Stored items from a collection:
[Start of Attachment]

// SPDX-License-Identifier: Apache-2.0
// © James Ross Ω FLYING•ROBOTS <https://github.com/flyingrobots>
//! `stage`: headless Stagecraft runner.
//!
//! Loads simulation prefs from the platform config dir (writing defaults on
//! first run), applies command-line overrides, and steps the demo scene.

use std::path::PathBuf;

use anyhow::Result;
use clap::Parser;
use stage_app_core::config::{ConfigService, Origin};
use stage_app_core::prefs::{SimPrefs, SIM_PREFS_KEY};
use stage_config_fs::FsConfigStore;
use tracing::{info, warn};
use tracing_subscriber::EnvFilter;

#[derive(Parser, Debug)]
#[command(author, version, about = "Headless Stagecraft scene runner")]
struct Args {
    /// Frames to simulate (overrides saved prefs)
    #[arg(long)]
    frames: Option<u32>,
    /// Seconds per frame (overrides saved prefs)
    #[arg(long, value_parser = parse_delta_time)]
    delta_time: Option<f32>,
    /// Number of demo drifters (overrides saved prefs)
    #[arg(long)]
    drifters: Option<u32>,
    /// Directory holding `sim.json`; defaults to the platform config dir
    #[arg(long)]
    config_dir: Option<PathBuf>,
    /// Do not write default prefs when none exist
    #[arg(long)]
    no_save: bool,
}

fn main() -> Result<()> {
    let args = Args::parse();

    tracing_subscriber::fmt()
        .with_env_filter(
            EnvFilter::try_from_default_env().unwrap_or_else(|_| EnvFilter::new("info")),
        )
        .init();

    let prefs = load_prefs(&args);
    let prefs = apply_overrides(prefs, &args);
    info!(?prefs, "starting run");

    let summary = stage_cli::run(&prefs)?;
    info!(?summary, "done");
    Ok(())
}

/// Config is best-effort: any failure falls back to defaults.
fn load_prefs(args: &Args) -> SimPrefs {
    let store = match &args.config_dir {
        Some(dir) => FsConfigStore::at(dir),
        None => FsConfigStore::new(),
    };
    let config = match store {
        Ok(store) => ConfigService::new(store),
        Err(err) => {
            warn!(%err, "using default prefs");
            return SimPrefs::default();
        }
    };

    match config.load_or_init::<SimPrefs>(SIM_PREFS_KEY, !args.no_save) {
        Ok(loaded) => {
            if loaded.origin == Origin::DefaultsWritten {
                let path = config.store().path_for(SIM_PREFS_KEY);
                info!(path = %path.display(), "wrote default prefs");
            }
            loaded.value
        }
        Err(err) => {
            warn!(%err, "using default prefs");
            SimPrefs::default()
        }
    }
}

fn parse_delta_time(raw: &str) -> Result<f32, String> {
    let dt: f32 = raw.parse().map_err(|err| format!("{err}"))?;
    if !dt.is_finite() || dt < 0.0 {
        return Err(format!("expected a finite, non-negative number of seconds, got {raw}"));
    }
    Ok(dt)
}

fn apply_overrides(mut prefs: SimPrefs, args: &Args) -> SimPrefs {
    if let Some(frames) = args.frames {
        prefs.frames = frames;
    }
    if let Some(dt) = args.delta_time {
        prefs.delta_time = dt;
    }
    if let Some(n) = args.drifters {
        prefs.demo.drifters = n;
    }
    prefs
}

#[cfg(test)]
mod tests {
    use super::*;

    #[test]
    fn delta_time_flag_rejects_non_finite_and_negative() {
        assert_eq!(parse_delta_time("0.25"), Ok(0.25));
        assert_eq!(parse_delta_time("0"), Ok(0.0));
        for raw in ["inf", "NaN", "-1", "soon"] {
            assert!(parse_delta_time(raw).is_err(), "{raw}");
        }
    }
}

[End of Attachment]
[Start of Attachment]

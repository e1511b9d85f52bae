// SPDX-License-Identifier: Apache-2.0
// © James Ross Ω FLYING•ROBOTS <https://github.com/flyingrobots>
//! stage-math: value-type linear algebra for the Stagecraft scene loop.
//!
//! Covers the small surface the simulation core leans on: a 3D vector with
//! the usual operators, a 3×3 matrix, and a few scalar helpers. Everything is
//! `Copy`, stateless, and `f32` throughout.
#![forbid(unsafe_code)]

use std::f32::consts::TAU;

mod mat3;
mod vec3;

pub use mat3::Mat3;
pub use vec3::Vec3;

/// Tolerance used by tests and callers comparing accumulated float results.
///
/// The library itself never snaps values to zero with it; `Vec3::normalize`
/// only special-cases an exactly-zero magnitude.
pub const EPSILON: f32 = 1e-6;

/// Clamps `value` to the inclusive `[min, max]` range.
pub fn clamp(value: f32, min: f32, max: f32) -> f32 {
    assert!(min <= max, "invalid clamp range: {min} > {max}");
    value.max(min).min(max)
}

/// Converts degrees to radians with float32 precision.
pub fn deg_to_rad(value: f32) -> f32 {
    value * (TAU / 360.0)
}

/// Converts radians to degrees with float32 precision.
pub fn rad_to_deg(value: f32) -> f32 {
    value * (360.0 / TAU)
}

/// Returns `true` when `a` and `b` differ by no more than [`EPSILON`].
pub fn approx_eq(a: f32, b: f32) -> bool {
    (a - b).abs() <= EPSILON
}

[End of Attachment]

■ **Directions**
Looking at the entries above, count each line that includes the string "saved" and give only the total.

■ **Response**
3